//! Error types for board validation and the linear-algebra kernel.

use thiserror::Error;

/// A board layout that breaks the chain's modeling assumptions.
#[derive(Debug, Clone, PartialEq, Eq, Error)]
pub enum BoardError {
    #[error("square {square} is outside the board (0..={last})")]
    SquareOutOfRange { square: usize, last: usize },

    #[error("square {square} starts more than one snake or ladder")]
    OverlappingSquare { square: usize },

    #[error("the start square 0 cannot be landed on, so it cannot start a jump")]
    JumpFromStart,

    #[error("jump from {square} lands on itself")]
    DegenerateJump { square: usize },

    #[error("jump {from} -> {to} lands on another snake or ladder start")]
    ChainedRedirect { from: usize, to: usize },

    #[error("square {square} is the final square and cannot start a jump")]
    NotAbsorbing { square: usize },

    #[error("ladder {foot} -> {top} does not climb")]
    LadderGoesDown { foot: usize, top: usize },

    #[error("snake {head} -> {tail} does not descend")]
    SnakeGoesUp { head: usize, tail: usize },
}

/// Failures of the dense LU kernel.
#[derive(Debug, Clone, PartialEq, Error)]
pub enum LinalgError {
    #[error("matrix is {rows}x{cols}, expected a square matrix")]
    NotSquare { rows: usize, cols: usize },

    #[error("matrix is singular: pivot in column {column} is {pivot:e}")]
    Singular { column: usize, pivot: f64 },

    #[error("dimension mismatch: expected {expected}, got {actual}")]
    DimensionMismatch { expected: usize, actual: usize },
}

/// Anything the end-to-end pipeline can fail with.
#[derive(Debug, Clone, PartialEq, Error)]
pub enum SolverError {
    #[error("invalid board: {0}")]
    Board(#[from] BoardError),

    #[error("linear algebra failure: {0}")]
    Linalg(#[from] LinalgError),

    #[error("start square {square} is out of range for this matrix")]
    StartOutOfRange { square: usize },

    #[error("square {square} is a snake or ladder start and is never rested on")]
    NotResting { square: usize },
}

#### The task:
All lines from the start of the entries through the line where "usize, cols: usize" sits should be duplicated exactly, with nothing else in the output.

#### Result for this task:
//! Error types for board validation and the linear-algebra kernel.

use thiserror::Error;

/// A board layout that breaks the chain's modeling assumptions.
#[derive(Debug, Clone, PartialEq, Eq, Error)]
pub enum BoardError {
    #[error("square {square} is outside the board (0..={last})")]
    SquareOutOfRange { square: usize, last: usize },

    #[error("square {square} starts more than one snake or ladder")]
    OverlappingSquare { square: usize },

    #[error("the start square 0 cannot be landed on, so it cannot start a jump")]
    JumpFromStart,

    #[error("jump from {square} lands on itself")]
    DegenerateJump { square: usize },

    #[error("jump {from} -> {to} lands on another snake or ladder start")]
    ChainedRedirect { from: usize, to: usize },

    #[error("square {square} is the final square and cannot start a jump")]
    NotAbsorbing { square: usize },

    #[error("ladder {foot} -> {top} does not climb")]
    LadderGoesDown { foot: usize, top: usize },

    #[error("snake {head} -> {tail} does not descend")]
    SnakeGoesUp { head: usize, tail: usize },
}

/// Failures of the dense LU kernel.
#[derive(Debug, Clone, PartialEq, Error)]
pub enum LinalgError {
    #[error("matrix is {rows}x{cols}, expected a square matrix")]
    NotSquare { rows: usize, cols: usize },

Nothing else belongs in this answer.